Об этом можно молчать навылет, не доходя до слов и точки на это можно ворчать ехидно, и улыбаться "да, честно-точно буду завтра к семи, не позже, раньше навряд ли да, заскочу в магазин, возьму кофе и шоколада" и когда крышу срывает у обоих сразу когда движенье навстречу - экстазом отзывается в висках и где-то под сердцем вверх волной раздеть и раздеться и только тогда в остывающей, пряной, ночной тишине виден просвет на моей войне.
когда с неба пронзительно и безразлично смотрит белый глаз луны, ты теряешь себя. Разумеется, ты прячешься, ты уговариваешь себя - только не сегодня, это может подождать еще немного - три дня, два часа, ну, хотя бы еще одну ночь...но твой зверь не ждет никогда. Не для того он тебе дан, чтобы запирать его под неустойчивыми конструкциями морали и собственными хитросплетениями мыслей. Первый признак - искренность. Всеподавляющая, открытая. Ты можешь, конечно, заранее узнать, забиться в угол - но какой смысл? Все, что тебе остается - принять себя. Принять зверя. И тогда с ласковым, тихим, еле слышным на грани сознания хрустом рухнут последние барьеры, здравый смысл, страхи, комплексы и прочая подсознательная муть. И кожа твоя запахнет рябиновым дымом. Шаги будут быстры. И неслышны. И когда луна взглянет на тебя с неба белым глазом, ты забудешь себя с радостью. Беги, пушистая. Чтобы через три дня опять стать - рассудительной, расчетливой. Не забывай про зверя, что спит внутри. Не лгут - только звери. Им незачем. Тебе тоже.

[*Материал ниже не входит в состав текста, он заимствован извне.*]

//! In-memory database backend that records every call, and a stand-in
//! `psql` script for exercising the real session protocol

use parking_lot::Mutex;
use std::collections::HashSet;
use std::path::{Path, PathBuf};
use std::sync::Arc;

use super::{DatabaseBackend, DatabaseError, DatabaseSession};
use crate::models::ConnectionDescriptor;

#[derive(Clone, Debug, PartialEq, Eq)]
pub enum Call {
    Probe,
    Create(String),
    Drop(String),
    Truncate(String),
    Connect(String),
    Begin,
    Rollback,
    Execute(String),
}

#[derive(Clone, Default)]
pub struct RecordingBackend {
    calls: Arc<Mutex<Vec<Call>>>,
    unreachable: bool,
    fail_create: HashSet<String>,
    fail_drop: HashSet<String>,
    fail_truncate: bool,
    fail_begin: bool,
    fail_rollback: bool,
}

impl RecordingBackend {
    pub fn new() -> Self {
        Self::default()
    }

    pub fn unreachable() -> Self {
        Self {
            unreachable: true,
            ..Self::default()
        }
    }

    pub fn fail_create(mut self, name: &str) -> Self {
        self.fail_create.insert(name.to_string());
        self
    }

    pub fn fail_drop(mut self, name: &str) -> Self {
        self.fail_drop.insert(name.to_string());
        self
    }

    pub fn fail_truncate(mut self) -> Self {
        self.fail_truncate = true;
        self
    }

    pub fn fail_begin(mut self) -> Self {
        self.fail_begin = true;
        self
    }

    pub fn fail_rollback(mut self) -> Self {
        self.fail_rollback = true;
        self
    }

    pub fn calls(&self) -> Vec<Call> {
        self.calls.lock().clone()
    }

    pub fn count(&self, pred: impl Fn(&Call) -> bool) -> usize {
        self.calls.lock().iter().filter(|c| pred(c)).count()
    }

    /// Names passed to `create_database`, in call order
    pub fn created(&self) -> Vec<String> {
        self.calls
            .lock()
            .iter()
            .filter_map(|c| match c {
                Call::Create(name) => Some(name.clone()),
                _ => None,
            })
            .collect()
    }

    /// Names passed to `drop_database`, in call order
    pub fn dropped(&self) -> Vec<String> {
        self.calls
            .lock()
            .iter()
            .filter_map(|c| match c {
                Call::Drop(name) => Some(name.clone()),
                _ => None,
            })
            .collect()
    }

    fn record(&self, call: Call) {
        self.calls.lock().push(call);
    }
}

impl DatabaseBackend for RecordingBackend {
    fn probe(&self, _descriptor: &ConnectionDescriptor) -> Result<(), DatabaseError> {
        self.record(Call::Probe);
        if self.unreachable {
            return Err(DatabaseError::Unavailable("connection refused".to_string()));
        }
        Ok(())
    }

    fn create_database(&self, descriptor: &ConnectionDescriptor) -> Result<(), DatabaseError> {
        self.record(Call::Create(descriptor.database.clone()));
        if self.fail_create.contains(&descriptor.database) {
            return Err(DatabaseError::Command {
                command: "CREATE DATABASE",
                target: descriptor.database.clone(),
                message: "already exists".to_string(),
            });
        }
        Ok(())
    }

    fn drop_database(&self, descriptor: &ConnectionDescriptor) -> Result<(), DatabaseError> {
        self.record(Call::Drop(descriptor.database.clone()));
        if self.fail_drop.contains(&descriptor.database) {
            return Err(DatabaseError::Command {
                command: "DROP DATABASE",
                target: descriptor.database.clone(),
                message: "in use".to_string(),
            });
        }
        Ok(())
    }

    fn truncate_all(&self, descriptor: &ConnectionDescriptor) -> Result<(), DatabaseError> {
        self.record(Call::Truncate(descriptor.database.clone()));
        if self.fail_truncate {
            return Err(DatabaseError::Command {
                command: "TRUNCATE",
                target: descriptor.database.clone(),
                message: "permission denied".to_string(),
            });
        }
        Ok(())
    }

    fn connect(
        &self,
        descriptor: &ConnectionDescriptor,
    ) -> Result<Box<dyn DatabaseSession>, DatabaseError> {
        self.record(Call::Connect(descriptor.database.clone()));
        Ok(Box::new(RecordingSession {
            calls: self.calls.clone(),
            fail_begin: self.fail_begin,
            fail_rollback: self.fail_rollback,
        }))
    }
}

struct RecordingSession {
    calls: Arc<Mutex<Vec<Call>>>,
    fail_begin: bool,
    fail_rollback: bool,
}

impl DatabaseSession for RecordingSession {
    fn begin(&mut self) -> Result<(), DatabaseError> {
        self.calls.lock().push(Call::Begin);
        if self.fail_begin {
            return Err(DatabaseError::Session("begin refused".to_string()));
        }
        Ok(())
    }

    fn rollback(&mut self) -> Result<(), DatabaseError> {
        self.calls.lock().push(Call::Rollback);
        if self.fail_rollback {
            return Err(DatabaseError::Session("server closed the connection".to_string()));
        }
        Ok(())
    }

    fn execute(&mut self, sql: &str) -> Result<(), DatabaseError> {
        self.calls.lock().push(Call::Execute(sql.to_string()));
        Ok(())
    }
}

/// Shell script that speaks enough of the `psql` protocol for session tests
///
/// Statements containing `FAIL` fail without ending the process, `NOISE`
/// writes about 120 KB to stderr, and `DIE` makes the process exit.
const FAKE_PSQL: &str = r#"#!/bin/sh
failed=
message=
statement() {
  case "$1" in
    *DIE*) echo "FATAL:  terminating connection due to administrator command" >&2; exit 3 ;;
    *NOISE*) head -c 122880 /dev/zero | tr '\0' 'w' >&2; echo >&2; failed= ;;
    *FAIL*) message='column "fail" does not exist'; echo "ERROR:  $message" >&2; failed=1 ;;
    *) failed= ;;
  esac
}
while [ $# -gt 0 ]; do
  if [ "$1" = "-c" ]; then
    statement "$2"
    [ -z "$failed" ] || exit 1
    exit 0
  fi
  shift
done
while IFS= read -r line; do
  case "$line" in
    '\if :ERROR'|'\endif') ;;
    '\echo __shardrun_error__ :LAST_ERROR_MESSAGE') [ -z "$failed" ] || echo "__shardrun_error__ $message" ;;
    '\echo '*) echo "${line#* }" ;;
    *) statement "$line" ;;
  esac
done
"#;

/// Write the stand-in `psql` into `dir` and return its path
pub fn fake_psql(dir: &Path) -> PathBuf {
    use std::os::unix::fs::PermissionsExt;

    let path = dir.join("psql");
    std::fs::write(&path, FAKE_PSQL).unwrap();
    std::fs::set_permissions(&path, std::fs::Permissions::from_mode(0o755)).unwrap();
    path
}
//! Case execution engine
//!
//! Provides the worker pool and the orchestrator that wraps a run in the
//! database lifecycle.

mod orchestrator;
mod pool;

pub use orchestrator::{Orchestrator, RunOptions};
pub use pool::{DispatchError, WorkerPool};
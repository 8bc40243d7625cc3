//! Data models for parallel case execution
//!
//! This module contains the data structures shared by the executor,
//! the database manager and the reporter.

mod database;
mod outcome;

pub use database::{ConnectionDescriptor, DatabaseAdapter, DatabaseStrategy};
pub use outcome::{ExecutionResult, FailureKind, Outcome, ReportEntry, RunReport};
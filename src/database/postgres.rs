//! PostgreSQL backend driven through the `psql` client
//!
//! Whole-database operations run one `psql -c` invocation each. Worker
//! sessions keep a single `psql` process open and feed it statements over
//! stdin, so a transaction begun by one statement is still open for the next.
//!
//! A session never stops on a failed statement. After each statement it
//! echoes an error marker when `:ERROR` is set, then the completion sentinel;
//! stderr is drained on its own thread and only its tail is kept.

use parking_lot::Mutex;
use std::io::{BufRead, BufReader, Read, Write};
use std::path::PathBuf;
use std::process::{Child, ChildStderr, ChildStdin, ChildStdout, Command, Stdio};
use std::sync::Arc;
use std::thread::JoinHandle;
use tracing::debug;

use super::{DatabaseBackend, DatabaseError, DatabaseSession};
use crate::models::ConnectionDescriptor;

/// Line echoed after each statement to mark its completion
const SENTINEL: &str = "__shardrun_done__";

/// Prefix of the line echoed when the statement failed
const ERROR_MARKER: &str = "__shardrun_error__";

/// Bytes of session stderr kept for error messages
const STDERR_TAIL: usize = 4096;

const TRUNCATE_PUBLIC_TABLES: &str = "DO $$ DECLARE r record; BEGIN \
     FOR r IN SELECT tablename FROM pg_tables WHERE schemaname = 'public' LOOP \
     EXECUTE 'TRUNCATE TABLE ' || quote_ident(r.tablename) || ' CASCADE'; \
     END LOOP; END $$";

/// `psql`-backed [`DatabaseBackend`]
#[derive(Clone, Debug)]
pub struct PsqlBackend {
    binary: PathBuf,
}

impl PsqlBackend {
    pub fn new() -> Self {
        Self {
            binary: PathBuf::from("psql"),
        }
    }

    pub fn with_binary(mut self, binary: impl Into<PathBuf>) -> Self {
        self.binary = binary.into();
        self
    }

    fn command(&self, descriptor: &ConnectionDescriptor, database: &str) -> Command {
        let mut command = Command::new(&self.binary);
        command
            .args(["-X", "-q"])
            .envs(connection_env(descriptor, database));
        command
    }

    fn run_sql(
        &self,
        label: &'static str,
        descriptor: &ConnectionDescriptor,
        database: &str,
        sql: &str,
    ) -> Result<(), DatabaseError> {
        debug!("psql [{}] {}", database, sql);

        let output = self
            .command(descriptor, database)
            .args(["-v", "ON_ERROR_STOP=1", "-c", sql])
            .stdin(Stdio::null())
            .output()?;

        if output.status.success() {
            Ok(())
        } else {
            Err(DatabaseError::Command {
                command: label,
                target: descriptor.database.clone(),
                message: String::from_utf8_lossy(&output.stderr).trim().to_string(),
            })
        }
    }
}

impl Default for PsqlBackend {
    fn default() -> Self {
        Self::new()
    }
}

impl DatabaseBackend for PsqlBackend {
    fn probe(&self, descriptor: &ConnectionDescriptor) -> Result<(), DatabaseError> {
        self.run_sql("SELECT 1", descriptor, &descriptor.database, "SELECT 1")
            .map_err(|e| DatabaseError::Unavailable(e.to_string()))
    }

    fn create_database(&self, descriptor: &ConnectionDescriptor) -> Result<(), DatabaseError> {
        let sql = format!("CREATE DATABASE {}", quote_ident(&descriptor.database));
        self.run_sql(
            "CREATE DATABASE",
            descriptor,
            &descriptor.maintenance_database,
            &sql,
        )
    }

    fn drop_database(&self, descriptor: &ConnectionDescriptor) -> Result<(), DatabaseError> {
        let sql = format!("DROP DATABASE IF EXISTS {}", quote_ident(&descriptor.database));
        self.run_sql(
            "DROP DATABASE",
            descriptor,
            &descriptor.maintenance_database,
            &sql,
        )
    }

    fn truncate_all(&self, descriptor: &ConnectionDescriptor) -> Result<(), DatabaseError> {
        self.run_sql(
            "TRUNCATE",
            descriptor,
            &descriptor.database,
            TRUNCATE_PUBLIC_TABLES,
        )
    }

    fn connect(
        &self,
        descriptor: &ConnectionDescriptor,
    ) -> Result<Box<dyn DatabaseSession>, DatabaseError> {
        let mut child = self
            .command(descriptor, &descriptor.database)
            .stdin(Stdio::piped())
            .stdout(Stdio::piped())
            .stderr(Stdio::piped())
            .spawn()?;

        let (Some(stdin), Some(stdout), Some(stderr)) =
            (child.stdin.take(), child.stdout.take(), child.stderr.take())
        else {
            let _ = child.kill();
            let _ = child.wait();
            return Err(DatabaseError::Session("psql pipes unavailable".to_string()));
        };

        let tail = Arc::new(Mutex::new(Vec::new()));
        let drain = spawn_stderr_drain(stderr, tail.clone());

        let mut session = PsqlSession {
            database: descriptor.database.clone(),
            child,
            stdin,
            stdout: BufReader::new(stdout),
            stderr: tail,
            drain: Some(drain),
        };
        session.execute("SET client_min_messages TO warning")?;
        Ok(Box::new(session))
    }
}

/// One long-lived `psql` process
pub struct PsqlSession {
    database: String,
    child: Child,
    stdin: ChildStdin,
    stdout: BufReader<ChildStdout>,
    /// Tail of everything the process wrote to stderr
    stderr: Arc<Mutex<Vec<u8>>>,
    drain: Option<JoinHandle<()>>,
}

impl PsqlSession {
    fn send(&mut self, sql: &str) -> Result<(), DatabaseError> {
        let statement = sql.trim().trim_end_matches(';');
        let script = format!(
            "{statement};\n\\if :ERROR\n\\echo {ERROR_MARKER} :LAST_ERROR_MESSAGE\n\\endif\n\\echo {SENTINEL}\n"
        );
        let written = self
            .stdin
            .write_all(script.as_bytes())
            .and_then(|_| self.stdin.flush());
        if written.is_err() {
            return Err(self.closed());
        }

        let mut failure = None;
        let mut line = String::new();
        loop {
            line.clear();
            if self.stdout.read_line(&mut line)? == 0 {
                return Err(self.closed());
            }
            let text = line.trim_end();
            if text == SENTINEL {
                break;
            }
            if let Some(message) = text.strip_prefix(ERROR_MARKER) {
                failure = Some(message.trim().to_string());
            }
        }

        match failure {
            None => Ok(()),
            Some(message) => Err(DatabaseError::Command {
                command: "SQL",
                target: self.database.clone(),
                message,
            }),
        }
    }

    /// Error for a session whose process stopped, with the tail of its stderr
    fn closed(&mut self) -> DatabaseError {
        let status = self.stop();
        let tail = String::from_utf8_lossy(&self.stderr.lock()).trim().to_string();
        match (tail.is_empty(), status) {
            (false, _) => DatabaseError::Session(tail),
            (true, Some(status)) => DatabaseError::Session(format!("psql exited unexpectedly ({status})")),
            (true, None) => DatabaseError::Session("psql exited unexpectedly".to_string()),
        }
    }

    /// Kill the process and wait for the stderr drain to finish
    fn stop(&mut self) -> Option<std::process::ExitStatus> {
        let _ = self.child.kill();
        let status = self.child.wait().ok();
        if let Some(drain) = self.drain.take() {
            let _ = drain.join();
        }
        status
    }
}

impl DatabaseSession for PsqlSession {
    fn begin(&mut self) -> Result<(), DatabaseError> {
        self.send("BEGIN")
    }

    fn rollback(&mut self) -> Result<(), DatabaseError> {
        self.send("ROLLBACK")
    }

    fn execute(&mut self, sql: &str) -> Result<(), DatabaseError> {
        self.send(sql)
    }
}

impl Drop for PsqlSession {
    fn drop(&mut self) {
        self.stop();
    }
}

/// Read `pipe` until EOF, keeping the last [`STDERR_TAIL`] bytes in `tail`
fn spawn_stderr_drain(mut pipe: ChildStderr, tail: Arc<Mutex<Vec<u8>>>) -> JoinHandle<()> {
    std::thread::spawn(move || {
        let mut buf = [0u8; 8192];
        loop {
            let n = match pipe.read(&mut buf) {
                Ok(0) => break,
                Ok(n) => n,
                Err(e) if e.kind() == std::io::ErrorKind::Interrupted => continue,
                Err(_) => break,
            };
            let mut tail = tail.lock();
            tail.extend_from_slice(&buf[..n]);
            let excess = tail.len().saturating_sub(STDERR_TAIL);
            tail.drain(..excess);
        }
    })
}

/// libpq environment for reaching `database` with `descriptor`'s settings
fn connection_env(descriptor: &ConnectionDescriptor, database: &str) -> Vec<(&'static str, String)> {
    let mut env = vec![
        ("PGHOST", descriptor.host.clone()),
        ("PGPORT", descriptor.port.to_string()),
        ("PGDATABASE", database.to_string()),
    ];
    if let Some(user) = &descriptor.username {
        env.push(("PGUSER", user.clone()));
    }
    if let Some(password) = &descriptor.password {
        env.push(("PGPASSWORD", password.clone()));
    }
    env
}

/// Quote an SQL identifier
fn quote_ident(name: &str) -> String {
    format!("\"{}\"", name.replace('"', "\"\""))
}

снилось: я блуждал по болоту с факелами, радостная толпа за воротами, избушка на болоте, пустая, аллигаторы... второй сон начался с того, что мы с Аранрут поехали самолетом во Львов, чтобы вернуться стопом обратно через день, но куда-то не туда влетели, мы выходим из лифта, видим большой круглый зал, в зал постоянно кто-то приезжает, встречаются очень необычные создания, они приближаются к нам, медленно, мы кидаемся в лифт, нажимаем случайную комбинацию кнопок, пространство начинает изменяться мы оказываемся в небольшом зальчике, главная знакомится с нами и знакомит нас с окружающим народом после чего Аранрут уходит осматривать то место, куда мы попали а я активно общаю народ народ похож частично на каменных феечек, частично на троллей из WoWа, частично на людей, народ промышляет охотой на болотных тварей и дрессировкой их же; за пребывание там я успел познакомиться с Джеком (беловолосым) и рыжим кем-то (имя я из сна не принес), который мне рассказал, что дороги здесь путаные верченые, до Киева я вряд ли доеду, даже за два дня и трасса была другая а потом я пошел учиться укрощать болотных тварей они были похожи на помесь хорька с бобром и крокодилом и проснулся
Один шаг навстречу, Каюшка, хотя бы один, перешагнуть через все свои страхи, через все барьеры, и Локи ведает, сколько их еще придется делать, этих шагов, и наступать на себя, потому что страшно, потому что все старое дерьмо - разумеется, все хорошее старое я запер за цепями, замками и крестами в гробике, как упыря какого, потому что оно все еще живое - все оно злобно лезет наружу и гадко шипит. Перешагнуть через чужие страхи, через чужие барьеры - а это можно сделать, только избавившись от собственных.
один шаг в чужое сознание, Каюшка - да, тебе это не нравится, и ты прекрасно сознаешь возможные последствия - но нужно, нужно, слова это одно, действия - совсем другое, я должен быть уверен что хулы не будет.
один шаг внутрь и наружу, в себя - я должен разобраться в себе по косточкам...только после этого меня опять будет трясти, я опять уйду в запой, и дня три меня не будет брать ничего, никакое крепкое алко, и соображать я почти ничего не смогу но надо, именно то, которое must, я должен, должен. Должен до конца все пересмотреть, понять, откуда и из чего торчат ноги, и ноги ли это вообще.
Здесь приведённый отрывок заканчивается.